Gujarat and IIT Gandhinagar Commit Rs 190 Crore to SAMARTH, a Factory for Chip Talent

Gujarat, MeitY and IIT Gandhinagar have committed Rs 190 crore to SAMARTH, a semiconductor research-and-training hub aimed at making students and technicians "fab-ready." It targets training more than 10,000 people over five years, addressing the workforce gap behind India's chip-manufacturing push.

July 10, 2026
4 min read
M

Manik Gupta

Founder and editor of DeepTech India. Manik writes about India's frontier technology ecosystem — AI, semiconductors, space, quantum, robotics and biotech — translating research and policy into clear, reliable reporting.

Gujarat and IIT Gandhinagar Commit Rs 190 Crore to SAMARTH, a Factory for Chip Talent
Guardian Chronicle

India has spent the past four years pouring money into semiconductor fabrication and packaging plants. The quieter, harder question — who will run them — is now getting an answer. In early July 2026, the authorities announced SAMARTH, the Silicon and Advanced Semiconductor Manufacturing Research and Training Hub, a Rs 190 crore centre at the Indian Institute of Technology (IIT) Gandhinagar built to turn students and workers into people who can staff a fab.

Why a talent hub, and why now

Fabs and packaging lines are among the most complex facilities humanity builds, and they run on scarce, highly specialised skills — process engineering, metrology, cleanroom discipline, equipment maintenance. India's chip push, from the Tata–PSMC fab at Dholera to the packaging units clustered around Sanand, has secured the capital and the technology partners. What it has not yet secured, at scale, is the workforce.
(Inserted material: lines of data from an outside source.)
//! Checkpoint identifier generation.
//!
//! IDs combine a process-wide monotonic counter with a random UUID so that
//! IDs sort roughly in creation order within one process while staying
//! practically unique across processes. The counter restarts with the
//! process; a collision across restarts lands on an existing row and the
//! savers treat that as an upsert.

use std::sync::atomic::{AtomicU64, Ordering};

use uuid::Uuid;

/// Generator handing out opaque checkpoint IDs.
#[derive(Debug, Default)]
pub struct IdGenerator {
    counter: AtomicU64,
}

impl IdGenerator {
    #[must_use]
    pub fn new() -> Self {
        Self {
            counter: AtomicU64::new(0),
        }
    }

    /// Next opaque checkpoint ID, e.g. `cp-00000007-9f2c...`.
    pub fn next_checkpoint_id(&self) -> String {
        let seq = self.counter.fetch_add(1, Ordering::Relaxed);
        format!("cp-{seq:08}-{}", Uuid::new_v4().simple())
    }
}

#[cfg(test)]
mod tests {
    use super::*;
    use std::collections::HashSet;

    #[test]
    fn ids_are_unique() {
        let ids = IdGenerator::new();
        let generated: HashSet<String> = (0..1000).map(|_| ids.next_checkpoint_id()).collect();
        assert_eq!(generated.len(), 1000);
    }

    #[test]
    fn counter_prefix_is_monotonic() {
        let ids = IdGenerator::new();
        let first = ids.next_checkpoint_id();
        let second = ids.next_checkpoint_id();
        assert!(first.starts_with("cp-00000000-"));
        assert!(second.starts_with("cp-00000001-"));
    }
}
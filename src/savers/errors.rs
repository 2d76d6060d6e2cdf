//! Error taxonomy shared by every saver backend.
//!
//! Callers match on the variant, never on message text. Backends wrap their
//! native transport errors into one of these kinds; the underlying cause is
//! kept as the error source for diagnostics.

use miette::Diagnostic;
use thiserror::Error;

/// Boxed transport-level cause preserved behind a [`SaverError`] kind.
pub type BackendCause = Box<dyn std::error::Error + Send + Sync + 'static>;

/// Errors from saver operations.
#[derive(Debug, Error, Diagnostic)]
pub enum SaverError {
    /// The addressed checkpoint (or blob) does not exist.
    ///
    /// Expected for latest-lookup on empty threads and for delete races;
    /// callers decide whether this is fatal.
    #[error("{locator} not found")]
    #[diagnostic(
        code(threadvault::saver::not_found),
        help("Nothing is stored at {locator}. Check the thread, namespace, and ID.")
    )]
    NotFound { locator: String },

    /// The supplied config violates a call-site invariant.
    #[error("invalid config: {reason}")]
    #[diagnostic(
        code(threadvault::saver::invalid_config),
        help("This is a programmer error at the call site; do not retry.")
    )]
    InvalidConfig { reason: String },

    /// The state payload (or metadata) could not be encoded.
    #[error("failed to serialize {what}: {source}")]
    #[diagnostic(
        code(threadvault::saver::serialize_failed),
        help("The state type is not encodable; fix the type, retrying will not help.")
    )]
    SerializeFailed {
        what: String,
        #[source]
        source: BackendCause,
    },

    /// Stored bytes could not be decoded into the caller's state type.
    #[error("failed to deserialize {what}: {source}")]
    #[diagnostic(
        code(threadvault::saver::deserialize_failed),
        help("Stored bytes do not match the expected shape for `{what}`.")
    )]
    DeserializeFailed {
        what: String,
        #[source]
        source: BackendCause,
    },

    /// Transient transport or storage failure.
    #[error("backend unavailable: {context}")]
    #[diagnostic(
        code(threadvault::saver::backend_unavailable),
        help("Check backend connectivity and permissions; the operation may be retried.")
    )]
    BackendUnavailable {
        context: String,
        #[source]
        source: Option<BackendCause>,
    },

    /// The storage schema could not be created at construction time.
    #[error("schema initialization failed: {context}")]
    #[diagnostic(
        code(threadvault::saver::schema_init_failed),
        help("The saver refused to construct; inspect the database and its permissions.")
    )]
    SchemaInitFailed {
        context: String,
        #[source]
        source: Option<BackendCause>,
    },
}

impl SaverError {
    pub fn invalid_config(reason: impl Into<String>) -> Self {
        Self::InvalidConfig {
            reason: reason.into(),
        }
    }

    /// `NotFound` for a checkpoint address; `None` id means latest-of-scope.
    pub fn checkpoint_not_found(
        thread_id: &str,
        checkpoint_ns: &str,
        checkpoint_id: Option<&str>,
    ) -> Self {
        Self::NotFound {
            locator: format!(
                "checkpoint `{}` (thread `{thread_id}`, ns `{checkpoint_ns}`)",
                checkpoint_id.unwrap_or("latest"),
            ),
        }
    }

    /// `NotFound` for a blob address.
    pub fn blob_not_found(
        thread_id: &str,
        checkpoint_ns: &str,
        channel: &str,
        version: &str,
    ) -> Self {
        Self::NotFound {
            locator: format!(
                "blob `{channel}@{version}` (thread `{thread_id}`, ns `{checkpoint_ns}`)"
            ),
        }
    }

    pub fn serialize(what: impl Into<String>, source: impl Into<BackendCause>) -> Self {
        Self::SerializeFailed {
            what: what.into(),
            source: source.into(),
        }
    }

    pub fn deserialize(what: impl Into<String>, source: impl Into<BackendCause>) -> Self {
        Self::DeserializeFailed {
            what: what.into(),
            source: source.into(),
        }
    }

    pub fn backend(context: impl Into<String>, source: impl Into<BackendCause>) -> Self {
        Self::BackendUnavailable {
            context: context.into(),
            source: Some(source.into()),
        }
    }

    pub fn backend_message(context: impl Into<String>) -> Self {
        Self::BackendUnavailable {
            context: context.into(),
            source: None,
        }
    }

    pub fn schema_init(context: impl Into<String>, source: impl Into<BackendCause>) -> Self {
        Self::SchemaInitFailed {
            context: context.into(),
            source: Some(source.into()),
        }
    }

    /// Whether this kind is worth retrying at a higher layer.
    pub fn is_transient(&self) -> bool {
        matches!(self, Self::BackendUnavailable { .. })
    }

    /// Whether this kind means the addressed record is absent.
    pub fn is_not_found(&self) -> bool {
        matches!(self, Self::NotFound { .. })
    }
}

pub type SaverResult<T> = std::result::Result<T, SaverError>;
That is the gap SAMARTH is designed to close. Rather than another research lab or another incubator, it is explicitly a training institution: a place to make graduates and technicians, in the programme's own framing, "fab-ready" — able to walk onto a fabrication or assembly line and be productive with minimal retraining.

The money and the partners

The Rs 190 crore facility is being funded jointly by the Union Ministry of Electronics and Information Technology (MeitY), the Gujarat government's Department of Science and Technology, and IIT Gandhinagar. The tripartite structure is deliberate: central policy money, state industrial ambition and academic capacity pooled behind a single skills mission.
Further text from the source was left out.